- Opening Delimiter -

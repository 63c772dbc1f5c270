//! Retry classification for transient failures.

/// How the resilient call layer should react to a failed attempt.
#[derive(Debug, Clone, Copy, PartialEq, Eq, Hash)]
pub enum RetryClass {
    /// Caller-initiated cancellation or deadline expiry. Stop immediately.
    Cancelled,
    /// Backend instability (process crash, 5xx). Sleep a fixed cool-down
    /// before the next attempt, in addition to the inter-attempt backoff.
    CoolDown,
    /// Any other transient failure. Retry after the inter-attempt backoff.
    Backoff,
}

/// Trait for errors that support retry logic.
///
/// # Examples
///
/// ```
/// use studiolo_error::{OllamaError, OllamaErrorKind, RetryClass, RetryableError};
///
/// let err = OllamaError::new(OllamaErrorKind::Api {
///     status_code: 503,
///     message: "Service unavailable".to_string(),
/// });
///
/// assert!(err.is_retryable());
/// assert_eq!(err.retry_class(), RetryClass::CoolDown);
/// ```
pub trait RetryableError {
    /// Classify this error for the retry loop.
    fn retry_class(&self) -> RetryClass;

    /// Returns true if this error should trigger another attempt.
    ///
    /// Cancellation is the only class that stops the loop outright; the
    /// backend under load fails in ways that usually clear on their own.
    fn is_retryable(&self) -> bool {
        self.retry_class() != RetryClass::Cancelled
    }
}
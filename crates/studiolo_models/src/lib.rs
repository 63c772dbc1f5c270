//! Model backend drivers for Studiolo.
//!
//! One driver so far: [`OllamaClient`], speaking the HTTP API of a local
//! Ollama server. Drivers here are deliberately raw: one request per call,
//! no gating, no retries. Wrap them in
//! [`ResilientClient`](https://docs.rs/studiolo_admission) for production use.

pub mod ollama;

pub use ollama::{OllamaClient, OllamaConfig};
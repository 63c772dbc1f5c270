//! Admission gating and retry policy for backend generation calls.
//!
//! Local model servers fall over when generations overlap, so every call
//! that produces tokens goes through a single-slot [`AdmissionGate`].
//! [`ResilientClient`] wraps any [`StudioloDriver`](studiolo_interface::StudioloDriver)
//! with that gate plus a classified retry loop: transient failures back off
//! and try again, backend crashes get a longer cool-down first, and
//! cancellation stops everything immediately.

mod client;
mod gate;
mod retry;

pub use client::ResilientClient;
pub use gate::{AdmissionGate, AdmissionPermit};
pub use retry::{RetryConfig, retry_with_policy};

- Closing Delimiter -

Using the listing above, show each line with the word "that" in it.

SOLUTION FOR THIS TASK:
/// Trait for errors that support retry logic.
    /// Cancellation is the only class that stops the loop outright; the
    /// backend under load fails in ways that usually clear on their own.
//! that produces tokens goes through a single-slot [`AdmissionGate`].
//! with that gate plus a classified retry loop: transient failures back off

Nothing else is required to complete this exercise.